UPDATE 3-Three takeaways from Sondland impeachment testimony

(Condenses earlier version)

By Andy Sullivan

WASHINGTON, Nov 20 (Reuters) - A U.S. diplomat provided some of the most significant testimony to date in the impeachment inquiry of President Donald Trump. Here are three takeaways from the testimony on Wednesday of Gordon Sondland, U.S. ambassador to the European Union:

ACTING ON TRUMP'S ORDERS

Sondland said he "followed the president's orders" as he pressured Ukraine to undertake investigations that could boost the president's November 2020 re-election prospects.

Sondland said Trump did not specify what he wanted Kiev to investigate, but told him to work with Rudy Giuliani, Trump's personal lawyer.

Sondland said Giuliani pushed to investigate Burisma, a natural gas company on which Hunter Biden, son of Democratic presidential candidate Joe Biden, served as a director.

He said Giuliani also wanted Ukraine to look into a discredited conspiracy theory that Kiev, not Moscow, interfered in the 2016 U.S. presidential election.

Sondland said he gradually realized the White House was also withholding $391 million in security aid in order to pressure Kiev.

QUID PRO QUO

Sondland said the White House resisted setting up a phone call between Trump and Ukraine's new president, Volodymyr Zelenskiy, and refused to arrange a coveted Oval Office meeting unless the Ukrainian leader publicly promised to launch investigations sought by the White House.
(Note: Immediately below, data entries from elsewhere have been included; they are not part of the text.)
impl<R: Into<Expr>> Sub<R> for Expr {
    type Output = Expr;

    fn sub(self, rhs: R) -> Expr {
        Expr::Add(Box::new(self), Box::new(Expr::Neg(Box::new(rhs.into()))))
    }
}

impl<R: Into<Expr>> Mul<R> for Expr {
    type Output = Expr;

    fn mul(self, rhs: R) -> Expr {
        Expr::Mul(Box::new(self), Box::new(rhs.into()))
    }
}

impl Div<f64> for Expr {
    type Output = Expr;

    fn div(self, rhs: f64) -> Expr {
        Expr::Mul(Box::new(Expr::Constant(1.0 / rhs)), Box::new(self))
    }
}

impl Neg for Expr {
    type Output = Expr;

    fn neg(self) -> Expr {
        Expr::Neg(Box::new(self))
    }
}

impl Add<Expr> for f64 {
    type Output = Expr;

    fn add(self, rhs: Expr) -> Expr {
        Expr::Constant(self) + rhs
    }
}

impl Sub<Expr> for f64 {
    type Output = Expr;

    fn sub(self, rhs: Expr) -> Expr {
        Expr::Constant(self) - rhs
    }
}

impl Mul<Expr> for f64 {
    type Output = Expr;

    fn mul(self, rhs: Expr) -> Expr {
        Expr::Constant(self) * rhs
    }
}
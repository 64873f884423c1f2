//! Compressed sparse row matrices over complex numbers.
//!
//! Per-pencil mass and linear operators are assembled as triplets, then
//! compressed with small entries dropped. The matrices are used for
//! matrix-vector products when forming multistep right-hand sides and are
//! densified once per factorization.

use faer::{Mat, c64};
use num_complex::Complex64;
use std::collections::BTreeMap;

/// Complex CSR matrix.
#[derive(Debug, Clone, PartialEq)]
pub struct CsrMatrix {
    n_rows: usize,
    n_cols: usize,
    row_ptr: Vec<usize>,
    col_idx: Vec<usize>,
    values: Vec<Complex64>,
}

impl CsrMatrix {
    /// Empty (all-zero) matrix.
    pub fn zeros(n_rows: usize, n_cols: usize) -> Self {
        Self {
            n_rows,
            n_cols,
            row_ptr: vec![0; n_rows + 1],
            col_idx: Vec::new(),
            values: Vec::new(),
        }
    }

    #[inline]
    pub fn n_rows(&self) -> usize {
        self.n_rows
    }

    #[inline]
    pub fn n_cols(&self) -> usize {
        self.n_cols
    }

    #[inline]
    pub fn nnz(&self) -> usize {
        self.values.len()
    }

    /// Value at (row, col), zero when not stored.
    pub fn get(&self, row: usize, col: usize) -> Complex64 {
        let (start, end) = (self.row_ptr[row], self.row_ptr[row + 1]);
        match self.col_idx[start..end].binary_search(&col) {
            Ok(i) => self.values[start + i],
            Err(_) => Complex64::new(0.0, 0.0),
        }
    }

    /// Stored (col, value) pairs of one row.
    pub fn row(&self, row: usize) -> impl Iterator<Item = (usize, Complex64)> + '_ {
        let (start, end) = (self.row_ptr[row], self.row_ptr[row + 1]);
        self.col_idx[start..end]
            .iter()
            .copied()
            .zip(self.values[start..end].iter().copied())
    }

    /// y = A x.
    pub fn mul_vec(&self, x: &[Complex64]) -> Vec<Complex64> {
        debug_assert_eq!(x.len(), self.n_cols);
        (0..self.n_rows)
            .map(|i| self.row(i).map(|(j, v)| v * x[j]).sum())
            .collect()
    }

    /// Dense a·A + b·B for two matrices of equal shape.
    pub fn combine_dense(a: f64, lhs: &Self, b: f64, rhs: &Self) -> Mat<c64> {
        debug_assert_eq!((lhs.n_rows, lhs.n_cols), (rhs.n_rows, rhs.n_cols));
        let mut out = Mat::<c64>::zeros(lhs.n_rows, lhs.n_cols);
        for (scale, m) in [(a, lhs), (b, rhs)] {
            if scale == 0.0 {
                continue;
            }
            for i in 0..m.n_rows {
                for (j, v) in m.row(i) {
                    let cur = out[(i, j)];
                    out[(i, j)] = c64::new(cur.re + scale * v.re, cur.im + scale * v.im);
                }
            }
        }
        out
    }

    /// Dense copy.
    pub fn to_dense(&self) -> Mat<c64> {
        Self::combine_dense(1.0, self, 0.0, self)
    }
}

/// Triplet accumulator for [`CsrMatrix`].
///
/// Duplicate entries are summed. Entries whose magnitude falls below
/// `drop_tolerance × max|entry|` are dropped when building.
#[derive(Debug, Clone)]
pub struct CsrBuilder {
    n_rows: usize,
    n_cols: usize,
    entries: BTreeMap<(usize, usize), Complex64>,
}

impl CsrBuilder {
    pub fn new(n_rows: usize, n_cols: usize) -> Self {
        Self {
            n_rows,
            n_cols,
            entries: BTreeMap::new(),
        }
    }

    /// Accumulate `value` at (row, col).
    pub fn add(&mut self, row: usize, col: usize, value: Complex64) {
        debug_assert!(row < self.n_rows && col < self.n_cols);
        if value.re == 0.0 && value.im == 0.0 {
            return;
        }
        *self.entries.entry((row, col)).or_insert(Complex64::new(0.0, 0.0)) += value;
    }

    pub fn build(self, drop_tolerance: f64) -> CsrMatrix {
        let max = self.entries.values().map(|v| v.norm()).fold(0.0, f64::max);
        let cutoff = drop_tolerance * max;
        let mut row_ptr = vec![0; self.n_rows + 1];
        let mut col_idx = Vec::with_capacity(self.entries.len());
        let mut values = Vec::with_capacity(self.entries.len());
        // BTreeMap iterates in (row, col) order.
        for ((row, col), v) in self.entries {
            if v.norm() <= cutoff {
                continue;
            }
            row_ptr[row + 1] += 1;
            col_idx.push(col);
            values.push(v);
        }
        for i in 0..self.n_rows {
            row_ptr[i + 1] += row_ptr[i];
        }
        CsrMatrix {
            n_rows: self.n_rows,
            n_cols: self.n_cols,
            row_ptr,
            col_idx,
            values,
        }
    }
}
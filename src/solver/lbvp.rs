//! Linear boundary-value solver: L X = F, solved once per right-hand side.

use super::SolverConfig;
use super::pencils::{PencilSet, evaluate_rhs, write_solutions};
use crate::distributor::Distributor;
use crate::error::{AssemblyError, Result, SpectralError};
use crate::linalg::LuFactor;
use crate::problem::{PencilSystem, Problem, ProblemKind, build_systems};
use std::time::Instant;

/// Lifecycle of a boundary-value solver.
#[derive(Clone, Copy, Debug, PartialEq, Eq)]
pub enum LbvpState {
    Built,
    Factorized,
    Solved,
}

impl LbvpState {
    fn name(self) -> &'static str {
        match self {
            Self::Built => "built",
            Self::Factorized => "factorized",
            Self::Solved => "solved",
        }
    }
}

#[derive(Debug)]
pub struct LinearBoundaryValueSolver {
    problem: Problem,
    config: SolverConfig,
    pencils: PencilSet,
    factors: Option<Vec<LuFactor>>,
    state: LbvpState,
}

impl LinearBoundaryValueSolver {
    /// Assemble `problem` on a single rank.
    pub fn new(problem: Problem, config: SolverConfig) -> Result<Self> {
        Self::with_distributor(problem, config, Distributor::serial())
    }

    /// Assemble `problem`, splitting the pencil solves across the ranks of
    /// `distributor`.
    pub fn with_distributor(problem: Problem, config: SolverConfig, distributor: Distributor) -> Result<Self> {
        if problem.kind() != ProblemKind::LinearBoundaryValue {
            return Err(AssemblyError::Domain("a boundary-value solver needs a boundary-value problem".into()).into());
        }
        let start = Instant::now();
        let systems = build_systems(&problem, config.matrix_drop_tolerance)?;
        log::info!(
            "built LBVP with {} pencil groups in {:.3}s",
            systems.len(),
            start.elapsed().as_secs_f64()
        );
        let pencils = PencilSet::new(systems, distributor, config.parallel);
        Ok(Self {
            problem,
            config,
            pencils,
            factors: None,
            state: LbvpState::Built,
        })
    }

    pub fn state(&self) -> LbvpState {
        self.state
    }

    pub fn problem(&self) -> &Problem {
        &self.problem
    }

    pub fn systems(&self) -> &[PencilSystem] {
        self.pencils.systems()
    }

    /// Factorize L on every local pencil. Called by [`Self::solve`] if needed.
    pub fn factorize(&mut self) -> Result<()> {
        if self.factors.is_some() {
            return Ok(());
        }
        let start = Instant::now();
        let factors = self.pencils.factorize(0.0, 1.0, self.config.pivot_tolerance)?;
        log::info!(
            "factorized {} pencils in {:.3}s",
            factors.len(),
            start.elapsed().as_secs_f64()
        );
        self.factors = Some(factors);
        self.state = LbvpState::Factorized;
        Ok(())
    }

    /// Evaluate the right-hand sides, solve, and store the solution in the
    /// coefficients of the unknowns.
    ///
    /// Solving again re-evaluates the right-hand sides and reuses the
    /// factorization.
    pub fn solve(&mut self) -> Result<()> {
        self.factorize()?;
        let rhs = evaluate_rhs(&self.problem)?;
        let columns = self.pencils.local().iter().map(|sys| sys.project_rhs(&rhs)).collect();
        let factors = self.factors.as_deref().ok_or(SpectralError::InvalidState {
            state: self.state.name(),
            action: "solve without factors",
        })?;
        let solutions = self.pencils.solve(factors, columns);
        write_solutions(self.problem.variables(), self.pencils.systems(), &solutions)?;
        self.state = LbvpState::Solved;
        log::debug!("LBVP solved");
        Ok(())
    }
}
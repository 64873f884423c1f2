//! Sparse storage and dense factorization for per-pencil systems.

mod csr;
mod lu;

pub use csr::{CsrBuilder, CsrMatrix};
pub use lu::LuFactor;
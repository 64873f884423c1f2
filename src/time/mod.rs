//! Time integration methods.
//!
//! Implicit-explicit multistep schemes for M dX/dt + L X = F(X, t):
//! the linear terms are treated implicitly, F explicitly.

mod multistep;

pub use multistep::{MultistepScheme, StepCoefficients};
//! Internally heated convection in a ball started from the conductive
//! equilibrium must stay there.

use spectral_rs::operators::{angular, cross, curl, ddt, div, dot, grad, interp, lap, lift, radial, radial_vector, trans};
use spectral_rs::linalg::{CsrMatrix, LuFactor};
use spectral_rs::problem::{Condition, build_systems};
use spectral_rs::{
    BallBasis, Dtype, Field, FieldRef, InitialValueSolver, MultistepScheme, Problem, SolverConfig, Space,
    SphericalCoordinates,
};
use std::sync::Arc;

const SOURCE: f64 = 6.0;

struct Convection {
    solver: InitialValueSolver,
    u: FieldRef,
    t: FieldRef,
}

fn convection_problem(rayleigh: f64) -> (Problem, FieldRef, FieldRef) {
    let coords = SphericalCoordinates::new("phi", "theta", "r");
    let ball = Arc::new(BallBasis::new(coords.clone(), (8, 6, 8), 1.0, 1.5, Dtype::Real).unwrap());
    let volume = Space::from(Arc::clone(&ball));
    let surface = Space::Sphere(ball.surface());
    let r = coords.r();
    let big_r = rayleigh.sqrt();
    let big_p = rayleigh.sqrt();

    let u = Field::vector("u", volume.clone()).unwrap().into_ref();
    let p = Field::scalar("p", volume.clone()).unwrap().into_ref();
    let t = Field::scalar("T", volume).unwrap().into_ref();
    let tau_u = Field::vector("tau u", surface.clone()).unwrap().into_ref();
    let tau_t = Field::scalar("tau T", surface).unwrap().into_ref();
    let lb = ball.lift_basis(2);

    let mut problem = Problem::ivp(vec![
        Arc::clone(&u),
        Arc::clone(&p),
        Arc::clone(&t),
        Arc::clone(&tau_u),
        Arc::clone(&tau_t),
    ])
    .unwrap();
    problem
        .add_equation(
            ddt(&u) - (1.0 / big_r) * lap(&u) + grad(&p) + lift(&tau_u, lb.clone(), -1) - radial_vector(&ball) * &t,
            -cross(curl(&u), &u),
        )
        .unwrap();
    problem.add_equation(div(&u), 0.0).unwrap();
    problem
        .add_equation(
            ddt(&t) - (1.0 / big_p) * lap(&t) + lift(&tau_t, lb, -1),
            -dot(&u, grad(&t)) + SOURCE / big_p,
        )
        .unwrap();
    problem
        .add_equation_if(radial(interp(&u, r, 1.0)), 0.0, Condition::ell_ne(0))
        .unwrap();
    problem
        .add_equation_if(interp(&p, r, 1.0), 0.0, Condition::ell_eq(0))
        .unwrap();
    problem
        .add_equation(angular(radial(interp(grad(&u) + trans(grad(&u)), r, 1.0))), 0.0)
        .unwrap();
    problem.add_equation(interp(&t, r, 1.0), 0.0).unwrap();

    (problem, u, t)
}

fn convection(scheme: MultistepScheme, rayleigh: f64) -> Convection {
    let (problem, u, t) = convection_problem(rayleigh);
    let config = SolverConfig::default().with_scheme(scheme).with_hermitian_cadence(Some(4));
    Convection {
        solver: InitialValueSolver::new(problem, config).unwrap(),
        u,
        t,
    }
}

fn equilibrium(r: f64) -> f64 {
    SOURCE / 6.0 * (1.0 - r * r)
}

#[test]
fn test_conductive_equilibrium_is_a_fixed_point() {
    for scheme in [MultistepScheme::Sbdf2, MultistepScheme::Cnab2] {
        let mut c = convection(scheme, 1e4);
        c.t.write().set_grid_fn(|_, p| equilibrium(p[2])).unwrap();
        for _ in 0..10 {
            c.solver.step(0.01).unwrap();
        }
        let t = c.t.write().grid_real().unwrap();
        let mut expected = Field::scalar("e", c.t.read().space().clone()).unwrap();
        expected.set_grid_fn(|_, p| equilibrium(p[2])).unwrap();
        for (a, b) in t.iter().zip(&expected.grid_real().unwrap()) {
            assert!((a - b).abs() < 1e-8, "{scheme}: T {a} vs {b}");
        }
        let speed = c.u.write().grid_real().unwrap().iter().fold(0.0f64, |m, v| m.max(v.abs()));
        assert!(speed < 1e-8, "{scheme}: |u| = {speed}");
    }
}

#[test]
fn test_perturbation_decays_toward_equilibrium_below_onset() {
    // Far below onset the temperature relaxes diffusively.
    let mut c = convection(MultistepScheme::Sbdf2, 1.0);
    c.t.write()
        .set_grid_fn(|_, p| equilibrium(p[2]) + 0.1 * (1.0 - p[2] * p[2]) * p[2] * p[1].cos())
        .unwrap();
    let deviation = |c: &Convection| {
        let t = c.t.write().grid_real().unwrap();
        let mut e = Field::scalar("e", c.t.read().space().clone()).unwrap();
        e.set_grid_fn(|_, p| equilibrium(p[2])).unwrap();
        t.iter()
            .zip(&e.grid_real().unwrap())
            .fold(0.0f64, |m, (a, b)| m.max((a - b).abs()))
    };
    let before = deviation(&c);
    for _ in 0..20 {
        c.solver.step(0.05).unwrap();
    }
    let after = deviation(&c);
    assert!(after < before, "deviation grew from {before} to {after}");
    assert!(after.is_finite());
}

#[test]
fn test_every_degree_assembles_a_nonsingular_pencil() {
    let (problem, _, _) = convection_problem(1e4);
    let systems = build_systems(&problem, 1e-12).unwrap();
    assert!(systems.iter().any(|s| s.index().ell().is_some_and(|ell| ell % 2 == 1)));
    for sys in &systems {
        // The continuity rows must all couple to some unknown.
        for block in sys.blocks().iter().filter(|b| b.equation == 1) {
            for row in block.offset..block.offset + block.rows {
                assert!(sys.linear().row(row).next().is_some(), "{}: empty row {row}", sys.label());
            }
        }
        // First-order implicit step with dt = 0.01.
        let matrix = CsrMatrix::combine_dense(1.0, sys.mass(), 0.01, sys.linear());
        assert!(
            LuFactor::new(matrix, 1e-13, &sys.label()).is_ok(),
            "pencil {} is singular",
            sys.label()
        );
    }
}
"Was there a quid pro quo? ... the answer is yes," Sondland said.

That contradicts Trump's main defense - that there was no explicit exchange of favors between the two countries.

'NO SECRET'

Sondland said he kept senior administration officials like Secretary of State Mike Pompeo and acting White House Chief of Staff Mick Mulvaney updated about his efforts, contradicting other witnesses who said he was part of a rogue operation that circumvented regular diplomatic channels.

He says he notified Vice President Mike Pence in September that the delayed Ukraine aid appeared to be tied to the demand for investigations.

"Everyone was in the loop. It was no secret," he said.

His testimony could be damaging for Pompeo should he make a bid to run for the U.S. Senate from Kansas.

"You're doing great work; keep banging away," Pompeo told Sondland in early September, according to correspondence cited in Sondland's testimony.

Messages like those could help Pompeo's potential rivals make the case that the secretary of state was more concerned with catering to Trump's whims than ensuring the integrity of U.S. foreign policy.